GUCU Letter to Goldsmiths Students about our Action

20.01.2021

Dear students,

We are writing to inform you that GUCU (which represents academic and professional service staff) is currently in dispute with University Management, over their failure to guarantee a fixed period of time with no compulsory redundancies of our Members.

What is our action about? 

Once staff are made redundant, they will not be replaced. Once Programmes are closed, they will be lost for many years or even forever.

We are pursuing Action Short of a Strike – we are not on strike. We are pursuing this Action because we do not want to disrupt your learning any more than we have to and we regret it has come to this. We have spoken to Management but they are unwilling to compromise in any way that can give our Members hope. 

Staff losses will affect students directly. You, as students have had a truly terrible year in so many ways – but you have also produced outstanding work and we hope that you know, if it were down to us, we would have done things differently about how the Universities sector treated students during the pandemic and in struggles before this.

Staff have been hiding their own struggles as much as possible, but we really now have no other choice.

We believe our demand is reasonable. Management should allow us all, at the very least, to genuinely ‘recover’ from the pandemic, by continuing to keep our jobs, and to make sure that we are fully staffed to deliver the best of our work in the months to come, with safely manageable workloads.

Job cuts are also an attack on equality 

We anticipate that compulsory redundancies will affect staff on precarious terms of employment with protected characteristics, disproportionately. Any institution steeped in inequality, is an uncomfortable place for staff and students alike – and you will know that. 

Unfortunately, detrimental treatment is already the case, with Management deciding to inform staff on Friday evening that carers and parents working at Goldsmiths would be denied furlough if they took part in industrial action. 

University Management may also stop paying us. We are not on strike, but Action Short of a Strike, but they will threaten punitive measures even though we currently fully intend to teach and supervise your work and assist your learning and provide professional services.

If we are no longer paid, we have to be honest with you, that there may be more disruption to come.

Supporting student struggles

We continue to support a number of student struggles and activist aims and recognise that support for our campaigns has involved student labour that has not been credited or supported enough. 

Firstly, we stand in solidarity with the Rent Strikers, goldrentstrike@gmail.com . Student fees should not go to paying off interest on their institution’s loans and indebtedness to private accommodation contractors (though sadly that is the reality of today’s financing of the sector as a whole). 

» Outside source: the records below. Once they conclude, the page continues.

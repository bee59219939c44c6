//! Batch files
//!
//! A batch file is a concatenation of event blocks, named after its creation
//! timestamp in milliseconds. An optional `{batch}_metadata` sibling holds
//! opaque per-batch metadata.

mod file;
mod locks;

pub use file::BatchFileReaderWriter;
pub use locks::BatchLocks;

use std::path::{Path, PathBuf};

/// Suffix of the per-batch metadata sibling file
pub const METADATA_SUFFIX: &str = "_metadata";

/// Whether a file name is a batch name (a millisecond timestamp)
pub fn is_batch_file_name(name: &str) -> bool {
    name.parse::<i64>().is_ok()
}

/// Creation timestamp encoded in a batch file name
pub fn batch_timestamp(path: &Path) -> Option<i64> {
    path.file_name()?.to_str()?.parse().ok()
}

/// Path of the metadata sibling of a batch file
pub fn metadata_path(batch: &Path) -> PathBuf {
    let mut name = batch.as_os_str().to_os_string();
    name.push(METADATA_SUFFIX);
    PathBuf::from(name)
}
#[cfg(test)]
mod tests {
    use std::fs;

    use tempfile::TempDir;
    use vigil_core::ManualClock;
    use vigil_logging::MemoryLogger;

    use super::*;

    const START: i64 = 1_700_000_000_000;

    struct Fixture {
        _dir: TempDir,
        root: PathBuf,
        clock: Arc<ManualClock>,
        logger: Arc<MemoryLogger>,
        locks: Arc<BatchLocks>,
        orchestrator: BatchFileOrchestrator,
    }

    fn fixture(config: FilePersistenceConfig) -> Fixture {
        let dir = TempDir::new().unwrap();
        let root = dir.path().join("logs_v2");
        let clock = Arc::new(ManualClock::new(START));
        let logger = Arc::new(MemoryLogger::new());
        let locks = Arc::new(BatchLocks::new());
        let orchestrator = BatchFileOrchestrator::new(
            &root,
            config,
            clock.clone(),
            logger.clone(),
            locks.clone(),
        );
        Fixture {
            _dir: dir,
            root,
            clock,
            logger,
            locks,
            orchestrator,
        }
    }

    fn write(file: &Path, content: &[u8]) {
        let mut data = fs::read(file).unwrap_or_default();
        data.extend_from_slice(content);
        fs::write(file, data).unwrap();
    }

    #[test]
    fn test_creates_root_dir_and_names_file_after_time() {
        let f = fixture(FilePersistenceConfig::default());

        let file = f.orchestrator.get_writable_file(false).unwrap();
        assert!(f.root.is_dir());
        assert_eq!(file, f.root.join(START.to_string()));
    }

    #[test]
    fn test_reuses_recent_file() {
        let f = fixture(FilePersistenceConfig::default());

        let first = f.orchestrator.get_writable_file(false).unwrap();
        write(&first, b"a");
        f.clock.advance(100);
        let second = f.orchestrator.get_writable_file(false).unwrap();

        assert_eq!(first, second);
    }

    #[test]
    fn test_force_new_rotates() {
        let f = fixture(FilePersistenceConfig::default());

        let first = f.orchestrator.get_writable_file(false).unwrap();
        write(&first, b"a");
        let second = f.orchestrator.get_writable_file(true).unwrap();

        assert_ne!(first, second);
        assert!(batch::batch_timestamp(&second) > batch::batch_timestamp(&first));
    }

    #[test]
    fn test_rotates_when_file_too_old() {
        let f = fixture(FilePersistenceConfig::default());

        let first = f.orchestrator.get_writable_file(false).unwrap();
        write(&first, b"a");
        f.clock.advance(5_000);
        let second = f.orchestrator.get_writable_file(false).unwrap();

        assert_ne!(first, second);
    }

    #[test]
    fn test_rotates_when_file_too_large() {
        let f = fixture(FilePersistenceConfig {
            max_batch_size: 4,
            ..Default::default()
        });

        let first = f.orchestrator.get_writable_file(false).unwrap();
        write(&first, b"abcd");
        let second = f.orchestrator.get_writable_file(false).unwrap();

        assert_ne!(first, second);
    }

    #[test]
    fn test_rotates_when_item_count_reached() {
        let f = fixture(FilePersistenceConfig {
            max_items_per_batch: 2,
            ..Default::default()
        });

        let first = f.orchestrator.get_writable_file(false).unwrap();
        write(&first, b"a");
        assert_eq!(f.orchestrator.get_writable_file(false).unwrap(), first);
        write(&first, b"b");
        assert_ne!(f.orchestrator.get_writable_file(false).unwrap(), first);
    }

    #[test]
    fn test_rotates_when_file_locked_for_upload() {
        let f = fixture(FilePersistenceConfig::default());

        let first = f.orchestrator.get_writable_file(false).unwrap();
        write(&first, b"a");
        assert!(f.locks.lock_for_read(&first));

        let second = f.orchestrator.get_writable_file(false).unwrap();
        assert_ne!(first, second);
    }

    #[test]
    fn test_does_not_reuse_file_from_previous_session() {
        let f = fixture(FilePersistenceConfig::default());
        fs::create_dir_all(&f.root).unwrap();
        let stale = f.root.join(START.to_string());
        write(&stale, b"a");

        let file = f.orchestrator.get_writable_file(false).unwrap();
        assert_ne!(file, stale);
    }

    #[test]
    fn test_readable_file_skips_recent_and_excluded() {
        let f = fixture(FilePersistenceConfig::default());

        let first = f.orchestrator.get_writable_file(false).unwrap();
        write(&first, b"a");
        assert!(f.orchestrator.get_readable_file(&HashSet::new()).is_none());

        f.clock.advance(6_000);
        let second = f.orchestrator.get_writable_file(false).unwrap();
        write(&second, b"b");
        assert_eq!(f.orchestrator.get_readable_file(&HashSet::new()), Some(first.clone()));

        let exclude: HashSet<_> = [first].into_iter().collect();
        assert!(f.orchestrator.get_readable_file(&exclude).is_none());
    }

    #[test]
    fn test_readable_file_skips_file_open_for_write() {
        let f = fixture(FilePersistenceConfig {
            recent_delay_ms: 0,
            ..Default::default()
        });

        let file = f.orchestrator.get_writable_file(false).unwrap();
        write(&file, b"a");
        f.clock.advance(1);
        f.locks.open_for_write(&file);
        assert!(f.orchestrator.get_readable_file(&HashSet::new()).is_none());

        f.locks.close_for_write(&file);
        assert_eq!(f.orchestrator.get_readable_file(&HashSet::new()), Some(file));
    }

    #[test]
    fn test_obsolete_files_are_deleted() {
        let f = fixture(FilePersistenceConfig::default());
        fs::create_dir_all(&f.root).unwrap();
        let old = f.root.join((START - 19 * 60 * 60 * 1000).to_string());
        write(&old, b"old");
        write(&batch::metadata_path(&old), b"meta");

        f.clock.advance(10_000);
        assert!(f.orchestrator.get_readable_file(&HashSet::new()).is_none());
        assert!(!old.exists());
        assert!(!batch::metadata_path(&old).exists());
    }

    #[test]
    fn test_disk_quota_deletes_oldest_first() {
        let f = fixture(FilePersistenceConfig {
            max_disk_space: 10,
            cleanup_frequency_ms: 0,
            ..Default::default()
        });
        fs::create_dir_all(&f.root).unwrap();
        let oldest = f.root.join((START - 3_000).to_string());
        let middle = f.root.join((START - 2_000).to_string());
        let newest = f.root.join((START - 1_000).to_string());
        write(&oldest, b"123456");
        write(&middle, b"123456");
        write(&newest, b"123");

        f.orchestrator.get_writable_file(false).unwrap();

        assert!(!oldest.exists());
        assert!(middle.exists());
        assert!(newest.exists());
        assert!(f.logger.contains(Level::Error, "Too much disk space used (15/10)"));
    }

    #[test]
    fn test_metadata_file() {
        let f = fixture(FilePersistenceConfig::default());
        let file = f.root.join("1234");

        assert_eq!(
            f.orchestrator.get_metadata_file(&file),
            Some(f.root.join("1234_metadata"))
        );
        assert!(f.orchestrator.get_metadata_file(&f.root.join("not_a_batch")).is_none());
        assert!(f.logger.contains(Level::Error, "not a batch file"));
    }

    #[test]
    fn test_root_is_a_file() {
        let f = fixture(FilePersistenceConfig::default());
        fs::write(&f.root, b"oops").unwrap();

        assert!(f.orchestrator.get_writable_file(false).is_none());
        assert!(f.orchestrator.get_all_files().is_empty());
        assert!(f.orchestrator.get_root_dir().is_none());
        assert!(f.logger.contains(Level::Error, "not a directory"));
    }

    #[test]
    fn test_all_files_sorted_numerically() {
        let f = fixture(FilePersistenceConfig::default());
        fs::create_dir_all(&f.root).unwrap();
        for name in ["900", "1000", "1000_metadata", "99"] {
            write(&f.root.join(name), b"x");
        }

        assert_eq!(
            f.orchestrator.get_all_files(),
            vec![f.root.join("99"), f.root.join("900"), f.root.join("1000")]
        );
    }
}
//! Typed kind descriptors.
//!
//! Every resource kind with a compiled-in schema gets one [`TypedKind`]
//! implementation. The descriptor names the sub-client used to reach the
//! kind on the API server and an optional spec-merge hook; the shared
//! create-or-merge algorithm in [`crate::apply`] does the rest.

use std::fmt::Debug;

use k8s_openapi::api::admissionregistration::v1::ValidatingWebhookConfiguration;
use k8s_openapi::api::apps::v1::{DaemonSet, Deployment};
use k8s_openapi::api::core::v1::{ConfigMap, Namespace, Secret, Service, ServiceAccount};
use k8s_openapi::api::rbac::v1::{ClusterRole, ClusterRoleBinding, Role, RoleBinding};
use k8s_openapi::api::scheduling::v1::PriorityClass;
use k8s_openapi::api::storage::v1::{CSIDriver, StorageClass};
use k8s_openapi::apiextensions_apiserver::pkg::apis::apiextensions::v1::CustomResourceDefinition;
use k8s_openapi::apimachinery::pkg::apis::meta::v1::ObjectMeta;
use kube::{Api, Client};
use serde::Serialize;
use serde::de::DeserializeOwned;

/// A resource kind with a compiled-in schema.
pub trait TypedKind:
  k8s_openapi::Resource
  + k8s_openapi::Metadata<Ty = ObjectMeta>
  + kube::Resource<DynamicType = ()>
  + Clone
  + Debug
  + Serialize
  + DeserializeOwned
  + Send
  + Sync
  + 'static
{
  /// Whether objects of this kind live inside a namespace.
  const NAMESPACED: bool;

  /// Typed sub-client for this kind. `namespace` is ignored for
  /// cluster-scoped kinds.
  fn api(client: Client, namespace: &str) -> Api<Self>;

  /// Merge spec-level fields of `required` into `existing`, returning
  /// whether anything changed.
  ///
  /// Most typed kinds only reconcile metadata after creation; spec drift is
  /// left to whoever administers the cluster.
  fn merge_spec(_existing: &mut Self, _required: &Self) -> bool {
    false
  }

  fn into_known(self) -> KnownResource;
}

/// Receives a [`KnownResource`] as its concrete type.
pub trait KindVisitor {
  type Output;

  fn visit<K: TypedKind>(self, object: K) -> Self::Output;
}

macro_rules! typed_kinds {
  (@namespaced namespaced) => { true };
  (@namespaced cluster) => { false };
  (@api namespaced, $client:ident, $namespace:ident) => { Api::namespaced($client, $namespace) };
  (@api cluster, $client:ident, $namespace:ident) => {{
    let _ = $namespace;
    Api::all($client)
  }};
  ($($variant:ident($ty:ty) => $scope:ident $({ merge: $merge:ident })?),* $(,)?) => {
    /// A decoded object of one of the registered typed kinds.
    #[derive(Debug, Clone)]
    pub enum KnownResource {
      $($variant(Box<$ty>),)*
    }

    impl KnownResource {
      pub fn kind(&self) -> &'static str {
        match self {
          $(KnownResource::$variant(_) => <$ty as k8s_openapi::Resource>::KIND,)*
        }
      }

      pub fn api_version(&self) -> &'static str {
        match self {
          $(KnownResource::$variant(_) => <$ty as k8s_openapi::Resource>::API_VERSION,)*
        }
      }

      pub fn meta(&self) -> &ObjectMeta {
        match self {
          $(KnownResource::$variant(obj) => k8s_openapi::Metadata::metadata(obj.as_ref()),)*
        }
      }

      /// Hand the object to `visitor` as its concrete type.
      pub fn visit<V: KindVisitor>(self, visitor: V) -> V::Output {
        match self {
          $(KnownResource::$variant(obj) => visitor.visit(*obj),)*
        }
      }
    }

    $(
      impl TypedKind for $ty {
        const NAMESPACED: bool = typed_kinds!(@namespaced $scope);

        fn api(client: Client, namespace: &str) -> Api<Self> {
          typed_kinds!(@api $scope, client, namespace)
        }

        $(
          fn merge_spec(existing: &mut Self, required: &Self) -> bool {
            $merge(existing, required)
          }
        )?

        fn into_known(self) -> KnownResource {
          KnownResource::$variant(Box::new(self))
        }
      }
    )*

    /// Register every built-in typed kind with `registry`.
    pub(crate) fn register_builtin(registry: &crate::decode::DecoderRegistry) {
      $(registry.register::<$ty>();)*
    }
  };
}

typed_kinds! {
  Namespace(Namespace) => cluster,
  Secret(Secret) => namespaced,
  ConfigMap(ConfigMap) => namespaced,
  Service(Service) => namespaced,
  ServiceAccount(ServiceAccount) => namespaced,
  Deployment(Deployment) => namespaced,
  DaemonSet(DaemonSet) => namespaced,
  StorageClass(StorageClass) => cluster,
  CSIDriver(CSIDriver) => cluster,
  ClusterRole(ClusterRole) => cluster,
  ClusterRoleBinding(ClusterRoleBinding) => cluster,
  Role(Role) => namespaced,
  RoleBinding(RoleBinding) => namespaced,
  PriorityClass(PriorityClass) => cluster,
  ValidatingWebhookConfiguration(ValidatingWebhookConfiguration) => cluster { merge: merge_webhooks },
  CustomResourceDefinition(CustomResourceDefinition) => cluster,
}

/// Make `existing.webhooks` match `required`.
///
/// A required webhook with an empty `clientConfig.caBundle` keeps the bundle
/// the cluster injected into the webhook of the same name.
fn merge_webhooks(existing: &mut ValidatingWebhookConfiguration, required: &ValidatingWebhookConfiguration) -> bool {
  let mut webhooks = required.webhooks.clone();
  if let (Some(wanted), Some(current)) = (webhooks.as_mut(), existing.webhooks.as_ref()) {
    for webhook in wanted {
      if webhook.client_config.ca_bundle.as_ref().is_some_and(|b| !b.0.is_empty()) {
        continue;
      }
      let injected = current
        .iter()
        .find(|w| w.name == webhook.name)
        .and_then(|w| w.client_config.ca_bundle.clone());
      if injected.is_some() {
        webhook.client_config.ca_bundle = injected;
      }
    }
  }

  if existing.webhooks == webhooks {
    return false;
  }
  existing.webhooks = webhooks;
  true
}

Defending working and learning conditions

Universities should offer students: adequate numbers and diversity of staff, facilities, support services, and a full complement of relevant, interesting and important Programmes that students want and communities need, unique to that campus. And largely Universities do this, but the balance will be tipping very soon at Goldsmiths towards a less proportionate spend on the staff, unless we do something about it. 

We have also supported the Students’ Union and the New Cross Community in campaigning for the difficult decision to keep as much learning online as possible – to oppose the Westminster Government’s insistence on “the University experience” of “blended” learning during a pandemic, even though this frustrates the corporate model of treating you like customers and many of you are unhappy about the result. 

The UK sector has not followed global health protocols in the management of large, congregate settings like education and we see how the recent closing of schools has been a vindication of UCU’s criticism (and the NEU’s) of ‘Covid-secure’ as a business promise. We regret that international students are particularly caught up in this and will aim to avoid the specific injustices during our action here. Please seek out your GUCU Department Rep to resolve an urgent query about your situation, or if you are more comfortable speaking to an independent activist, email gucustudentliaison@gmail.com  

Refund and drop the fees 

We wholeheartedly support the moves for a UK government-backed and underwritten refund of student fees this past academic year. This is not on the basis of any deficit in the work of our members, be it the teaching or our services provided, nor the quality of student work; but on the basis of the lack of planning and consideration of what was best for students, staff and wider communities by the UK government. 

We completely support and campaign for the full funding of the Against Sexual Violence Campaign, and the campaign to Liberate Our Union (Students’ Union).

We also think that the example of GARA indicates that the current power structures of Goldsmiths need more democratising before we get to crises and we want to listen to student activists on how we can jointly mount a campaign on a democratising process that has the support of students. 

We are working on student liaison groups and a dedicated area of our web-page to update you. 

Please look out for information on the upcoming Staff-Student Forum on the 28th January, 12-2pm, where you can bring concerns and seek clarification. 

If you would like to help us resolve this dispute and register the impact of this disruption on your studies, please write to Frances Corner, Warden.